* Task:
Which lines in the data below contain the word "Aborted"? Return each of them.

===

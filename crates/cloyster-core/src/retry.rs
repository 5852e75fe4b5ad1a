use cloyster_schema::RetrySettings;
use std::time::Duration;

/// Bounded exponential backoff for transient host failures.
#[derive(Debug, Clone, Copy, PartialEq, Eq)]
pub struct RetryPolicy {
    /// Total attempts including the first one. Never less than 1.
    pub max_attempts: u32,
    pub initial_backoff: Duration,
    pub max_backoff: Duration,
}

impl RetryPolicy {
    pub fn from_settings(settings: &RetrySettings) -> Self {
        Self {
            max_attempts: settings.max_attempts.max(1),
            initial_backoff: Duration::from_millis(settings.initial_backoff_ms),
            max_backoff: Duration::from_millis(settings.max_backoff_ms),
        }
    }

    /// Same attempt budget without sleeping between attempts.
    pub fn immediate(max_attempts: u32) -> Self {
        Self {
            max_attempts: max_attempts.max(1),
            initial_backoff: Duration::ZERO,
            max_backoff: Duration::ZERO,
        }
    }

    /// Whether another attempt may follow attempt number `attempt` (1-based).
    pub fn allows(&self, attempt: u32) -> bool {
        attempt < self.max_attempts
    }

    /// Delay after the failure of attempt number `attempt` (1-based).
    pub fn backoff(&self, attempt: u32) -> Duration {
        let factor = 2u32.saturating_pow(attempt.saturating_sub(1));
        self.initial_backoff
            .saturating_mul(factor)
            .min(self.max_backoff)
    }
}

impl Default for RetryPolicy {
    fn default() -> Self {
        Self::from_settings(&RetrySettings::default())
    }
}
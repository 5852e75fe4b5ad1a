//! Plan files, step actions, outcomes, and settings for Cloyster.
//!
//! This crate defines the schema layer: the TOML plan file (`PlanFile`) that
//! lists the configuration steps for a head node, the typed step actions
//! (`MountSpec`, `ServiceUnit`), the outcome types recorded for every step
//! (`StepResult`, `Change`, `Failure`), and the orchestrator `Settings` file.

pub mod action;
pub mod outcome;
pub mod plan;
pub mod settings;

pub use action::{normalize_unit_name, MountSpec, Refresh, ServiceUnit, StepAction};
pub use outcome::{Change, Failure, FailureKind, StepResult, UnitOp};
pub use plan::{parse_plan_file, parse_plan_str, PlanError, PlanFile, StepSpec, PLAN_VERSION};
pub use settings::{
    BusSettings, RetrySettings, Settings, SettingsError, DEFAULT_SETTINGS_PATH, DEFAULT_STATE_DIR,
};
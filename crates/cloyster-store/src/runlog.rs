use crate::layout::StateLayout;
use crate::StoreError;
use cloyster_schema::{Change, Failure, StepAction, StepResult};
use serde::{Deserialize, Serialize};
use std::fmt;
use std::fs;
use std::io::Write;
use tempfile::NamedTempFile;
use tracing::{debug, warn};

#[derive(Debug, Clone, Copy, Serialize, Deserialize, PartialEq, Eq)]
#[serde(rename_all = "snake_case")]
pub enum AbortCause {
    /// A step failed.
    Failure,
    /// The operator interrupted the run.
    Cancelled,
    /// The run was unwound by an explicit rollback invocation.
    Operator,
}

#[derive(Debug, Clone, Copy, Serialize, Deserialize, PartialEq, Eq)]
#[serde(rename_all = "snake_case")]
pub enum RunStatus {
    NotStarted,
    Running,
    Completed,
    Aborted(AbortCause),
}

impl fmt::Display for RunStatus {
    fn fmt(&self, f: &mut fmt::Formatter<'_>) -> fmt::Result {
        match self {
            RunStatus::NotStarted => write!(f, "not started"),
            RunStatus::Running => write!(f, "running"),
            RunStatus::Completed => write!(f, "completed"),
            RunStatus::Aborted(AbortCause::Failure) => write!(f, "aborted (failure)"),
            RunStatus::Aborted(AbortCause::Cancelled) => write!(f, "aborted (cancelled)"),
            RunStatus::Aborted(AbortCause::Operator) => write!(f, "aborted (rolled back)"),
        }
    }
}

/// A step whose action has started but whose result is not yet recorded.
#[derive(Debug, Clone, Serialize, Deserialize, PartialEq, Eq)]
pub struct InFlight {
    pub step: String,
    pub action: StepAction,
    pub since: String,
}

#[derive(Debug, Clone, Serialize, Deserialize, PartialEq, Eq)]
pub struct StepFailure {
    pub step: String,
    pub failure: Failure,
}

#[derive(Debug, Clone, Serialize, Deserialize, PartialEq, Eq)]
pub struct LogEntry {
    pub step: String,
    pub result: StepResult,
    #[serde(default, skip_serializing_if = "Option::is_none")]
    pub action: Option<StepAction>,
    pub at: String,
}

/// Persisted record of one orchestrator invocation.
#[derive(Debug, Clone, Serialize, Deserialize, PartialEq, Eq)]
pub struct RunLog {
    pub run_id: String,
    pub started_at: String,
    #[serde(default, skip_serializing_if = "Option::is_none")]
    pub finished_at: Option<String>,
    pub status: RunStatus,
    /// Step ids in plan order.
    pub plan: Vec<String>,
    #[serde(default, skip_serializing_if = "Option::is_none")]
    pub in_flight: Option<InFlight>,
    #[serde(default, skip_serializing_if = "Option::is_none")]
    pub failure: Option<StepFailure>,
    #[serde(default)]
    pub entries: Vec<LogEntry>,
}

impl RunLog {
    pub fn new(run_id: &str, plan: Vec<String>) -> Self {
        Self {
            run_id: run_id.to_owned(),
            started_at: chrono::Utc::now().to_rfc3339(),
            finished_at: None,
            status: RunStatus::NotStarted,
            plan,
            in_flight: None,
            failure: None,
            entries: Vec::new(),
        }
    }

    /// Append a result. Clears the in-flight marker if it names the same step.
    pub fn push(&mut self, step: &str, result: StepResult, action: Option<StepAction>) {
        if self.in_flight.as_ref().is_some_and(|f| f.step == step) {
            self.in_flight = None;
        }
        self.entries.push(LogEntry {
            step: step.to_owned(),
            result,
            action,
            at: chrono::Utc::now().to_rfc3339(),
        });
    }

    pub fn last_result(&self, step: &str) -> Option<&StepResult> {
        self.entries
            .iter()
            .rev()
            .find(|e| e.step == step)
            .map(|e| &e.result)
    }

    /// Applied entries that have not been rolled back yet, in the order they
    /// were applied. A step whose last rollback failed is still outstanding.
    pub fn outstanding(&self) -> Vec<(&LogEntry, &Change)> {
        self.entries
            .iter()
            .filter_map(|entry| match &entry.result {
                StepResult::Applied(change) => Some((entry, change)),
                _ => None,
            })
            .filter(|(entry, _)| {
                matches!(
                    self.last_result(&entry.step),
                    Some(StepResult::Applied(_) | StepResult::RollbackFailed(_))
                )
            })
            .collect()
    }

    /// Compact `step:Result` rendering of the entries, in order.
    pub fn trail(&self) -> Vec<String> {
        self.entries
            .iter()
            .map(|e| format!("{}:{}", e.step, e.result))
            .collect()
    }
}

/// Persists run logs under `<state>/runs`.
///
/// The orchestrator creates a log before its first step and saves it after
/// every state change; each save replaces the file atomically.
pub struct RunLogStore {
    layout: StateLayout,
}

impl RunLogStore {
    pub fn new(layout: &StateLayout) -> Self {
        Self {
            layout: layout.clone(),
        }
    }

    pub fn initialize(&self) -> Result<(), StoreError> {
        self.layout.initialize()
    }

    /// Create and persist a fresh run log for the given plan order.
    pub fn create(&self, plan: Vec<String>) -> Result<RunLog, StoreError> {
        let now = chrono::Utc::now();
        let seed = format!("{}:{}:{}", now.to_rfc3339(), std::process::id(), plan.join(","));
        let run_id = format!(
            "{}-{}",
            now.format("%Y%m%d%H%M%S%3f"),
            &blake3::hash(seed.as_bytes()).to_hex()[..8]
        );
        let log = RunLog::new(&run_id, plan);
        self.save(&log)?;
        debug!("run log created: {run_id}");
        Ok(log)
    }

    pub fn save(&self, log: &RunLog) -> Result<(), StoreError> {
        let runs_dir = self.layout.runs_dir();
        fs::create_dir_all(&runs_dir)?;
        let content = serde_json::to_string_pretty(log)?;
        let mut tmp = NamedTempFile::new_in(&runs_dir)?;
        tmp.write_all(content.as_bytes())?;
        tmp.as_file().sync_all()?;
        tmp.persist(self.layout.run_path(&log.run_id))
            .map_err(|e| StoreError::Io(e.error))?;
        crate::fsync_dir(&runs_dir)?;
        Ok(())
    }

    pub fn load(&self, run_id: &str) -> Result<RunLog, StoreError> {
        if !crate::is_valid_run_id(run_id) {
            return Err(StoreError::InvalidRunId(run_id.to_owned()));
        }
        let path = self.layout.run_path(run_id);
        if !path.exists() {
            return Err(StoreError::RunNotFound(run_id.to_owned()));
        }
        let content = fs::read_to_string(&path)?;
        Ok(serde_json::from_str(&content)?)
    }

    /// All readable run logs, oldest first. Unreadable files are skipped
    /// with a warning and left in place for inspection.
    pub fn list(&self) -> Result<Vec<RunLog>, StoreError> {
        let runs_dir = self.layout.runs_dir();
        if !runs_dir.exists() {
            return Ok(Vec::new());
        }
        let mut logs = Vec::new();
        for dir_entry in fs::read_dir(&runs_dir)? {
            let path = dir_entry?.path();
            if !path.extension().is_some_and(|e| e == "json") {
                continue;
            }
            match fs::read_to_string(&path) {
                Ok(content) => match serde_json::from_str::<RunLog>(&content) {
                    Ok(log) => logs.push(log),
                    Err(e) => warn!("corrupt run log {}: {e}", path.display()),
                },
                Err(e) => warn!("unreadable run log {}: {e}", path.display()),
            }
        }
        logs.sort_by(|a, b| {
            a.started_at
                .cmp(&b.started_at)
                .then_with(|| a.run_id.cmp(&b.run_id))
        });
        Ok(logs)
    }

    pub fn latest(&self) -> Result<RunLog, StoreError> {
        self.list()?
            .pop()
            .ok_or_else(|| StoreError::NoRuns(self.layout.root().display().to_string()))
    }
}
mod commands;

use clap::{Parser, Subcommand};
use clap_complete::Shell;
use cloyster_core::install_signal_handler;
use cloyster_schema::DEFAULT_SETTINGS_PATH;
use commands::{error_exit_code, Context};
use std::path::PathBuf;
use std::process::ExitCode;

#[derive(Debug, Parser)]
#[command(
    name = "cloyster",
    version,
    about = "Idempotent provisioning orchestrator for HPC head nodes"
)]
struct Cli {
    /// State directory holding run logs and the run lock.
    #[arg(long, global = true)]
    state_dir: Option<PathBuf>,

    /// Path to the settings file.
    #[arg(long, default_value = DEFAULT_SETTINGS_PATH, global = true)]
    config: PathBuf,

    /// Output results as structured JSON.
    #[arg(long, default_value_t = false, global = true)]
    json: bool,

    /// Enable verbose (debug) logging output.
    #[arg(short, long, default_value_t = false, global = true)]
    verbose: bool,

    /// Enable trace-level logging (more detailed than --verbose).
    #[arg(long, default_value_t = false, global = true)]
    trace: bool,

    #[command(subcommand)]
    command: Commands,
}

#[derive(Debug, Subcommand)]
enum Commands {
    /// Apply a plan to this host, rolling back on failure.
    Run {
        /// Path to the plan TOML file.
        plan: PathBuf,
        /// Treat a step as already satisfied (repeatable).
        #[arg(long = "skip", value_name = "STEP")]
        skip: Vec<String>,
        /// Only show what would be done.
        #[arg(long, default_value_t = false)]
        dry_run: bool,
    },
    /// Show the execution order and what each step would change.
    Plan {
        /// Path to the plan TOML file.
        plan: PathBuf,
    },
    /// Roll back the steps a recorded run left applied.
    Rollback {
        /// Run ID (defaults to the most recent run).
        run_id: Option<String>,
    },
    /// List recorded runs, or show one run in detail.
    Log {
        /// Run ID to show.
        run_id: Option<String>,
    },
    /// Run diagnostic checks on the host and state directory.
    Doctor,
    /// Generate shell completions for bash, zsh, fish, elvish, or powershell.
    Completions {
        /// Shell to generate completions for.
        shell: Shell,
    },
    /// Generate man pages in the specified directory.
    ManPages {
        /// Output directory for man pages.
        #[arg(default_value = "man")]
        dir: PathBuf,
    },
}

fn main() -> ExitCode {
    let default_hook = std::panic::take_hook();
    std::panic::set_hook(Box::new(move |info| {
        let msg = info.to_string();
        if msg.contains("Broken pipe")
            || msg.contains("broken pipe")
            || msg.contains("os error 32")
            || msg.contains("failed printing to stdout")
        {
            std::process::exit(0);
        }
        default_hook(info);
    }));

    let cli = Cli::parse();

    let default_level = if cli.trace {
        "trace"
    } else if cli.verbose {
        "debug"
    } else {
        "warn"
    };
    tracing_subscriber::fmt()
        .with_env_filter(
            tracing_subscriber::EnvFilter::try_from_env("CLOYSTER_LOG")
                .unwrap_or_else(|_| tracing_subscriber::EnvFilter::new(default_level)),
        )
        .with_target(false)
        .without_time()
        .with_writer(std::io::stderr)
        .init();

    install_signal_handler();

    let json_output = cli.json;
    let context = || Context::load(&cli.config, cli.state_dir.as_deref(), json_output);
    let result = match cli.command {
        Commands::Run {
            plan,
            skip,
            dry_run,
        } => context().and_then(|ctx| commands::run::run(&ctx, &plan, &skip, dry_run)),
        Commands::Plan { plan } => context().and_then(|ctx| commands::plan::run(&ctx, &plan)),
        Commands::Rollback { run_id } => {
            context().and_then(|ctx| commands::rollback::run(&ctx, run_id.as_deref()))
        }
        Commands::Log { run_id } => {
            context().and_then(|ctx| commands::log::run(&ctx, run_id.as_deref()))
        }
        Commands::Doctor => context().and_then(|ctx| commands::doctor::run(&ctx)),
        Commands::Completions { shell } => commands::completions::run::<Cli>(shell),
        Commands::ManPages { dir } => commands::man_pages::run::<Cli>(&dir),
    };

    match result {
        Ok(code) => ExitCode::from(code),
        Err(msg) => {
            eprintln!("error: {msg}");
            ExitCode::from(error_exit_code(&msg))
        }
    }
}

===

* Answer space:
    Aborted(AbortCause),
            RunStatus::Aborted(AbortCause::Failure) => write!(f, "aborted (failure)"),
            RunStatus::Aborted(AbortCause::Cancelled) => write!(f, "aborted (cancelled)"),
            RunStatus::Aborted(AbortCause::Operator) => write!(f, "aborted (rolled back)"),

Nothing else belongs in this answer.